**Data records:**
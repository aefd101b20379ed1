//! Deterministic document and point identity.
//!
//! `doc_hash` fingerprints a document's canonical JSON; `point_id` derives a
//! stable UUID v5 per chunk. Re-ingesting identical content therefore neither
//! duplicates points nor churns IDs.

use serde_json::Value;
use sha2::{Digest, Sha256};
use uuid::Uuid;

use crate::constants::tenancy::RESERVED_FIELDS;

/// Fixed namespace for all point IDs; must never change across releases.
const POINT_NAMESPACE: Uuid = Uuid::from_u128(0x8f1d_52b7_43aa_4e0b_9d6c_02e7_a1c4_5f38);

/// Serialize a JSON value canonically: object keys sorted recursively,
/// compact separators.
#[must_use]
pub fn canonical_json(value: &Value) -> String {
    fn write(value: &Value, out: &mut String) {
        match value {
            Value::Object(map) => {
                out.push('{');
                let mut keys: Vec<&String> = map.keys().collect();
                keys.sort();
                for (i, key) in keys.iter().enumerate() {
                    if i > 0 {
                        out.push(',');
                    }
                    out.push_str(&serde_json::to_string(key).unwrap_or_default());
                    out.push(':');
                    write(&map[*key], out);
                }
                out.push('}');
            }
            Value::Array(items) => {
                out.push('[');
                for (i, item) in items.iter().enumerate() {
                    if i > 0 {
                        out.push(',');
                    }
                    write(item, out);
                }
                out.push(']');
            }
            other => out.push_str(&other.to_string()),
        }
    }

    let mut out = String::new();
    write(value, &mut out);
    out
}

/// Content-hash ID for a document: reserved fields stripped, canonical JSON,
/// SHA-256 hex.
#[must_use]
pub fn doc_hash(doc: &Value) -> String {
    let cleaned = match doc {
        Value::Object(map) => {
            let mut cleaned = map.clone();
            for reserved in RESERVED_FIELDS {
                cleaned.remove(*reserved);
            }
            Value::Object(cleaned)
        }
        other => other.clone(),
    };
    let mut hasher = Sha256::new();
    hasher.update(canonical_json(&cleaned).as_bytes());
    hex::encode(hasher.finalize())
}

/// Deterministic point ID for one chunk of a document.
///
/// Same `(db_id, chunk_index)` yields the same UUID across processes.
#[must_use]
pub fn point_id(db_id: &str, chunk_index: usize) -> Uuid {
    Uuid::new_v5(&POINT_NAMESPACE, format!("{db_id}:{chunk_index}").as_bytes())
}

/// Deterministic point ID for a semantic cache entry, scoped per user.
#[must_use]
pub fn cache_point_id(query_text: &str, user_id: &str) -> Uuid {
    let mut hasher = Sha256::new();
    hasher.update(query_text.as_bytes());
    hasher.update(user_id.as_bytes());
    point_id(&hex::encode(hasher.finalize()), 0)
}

**Activity:**
The lines needed are those in the data above that hold the string "update"; copy each of them.

**Result for this task:**
    hasher.update(canonical_json(&cleaned).as_bytes());
    hasher.update(query_text.as_bytes());
    hasher.update(user_id.as_bytes());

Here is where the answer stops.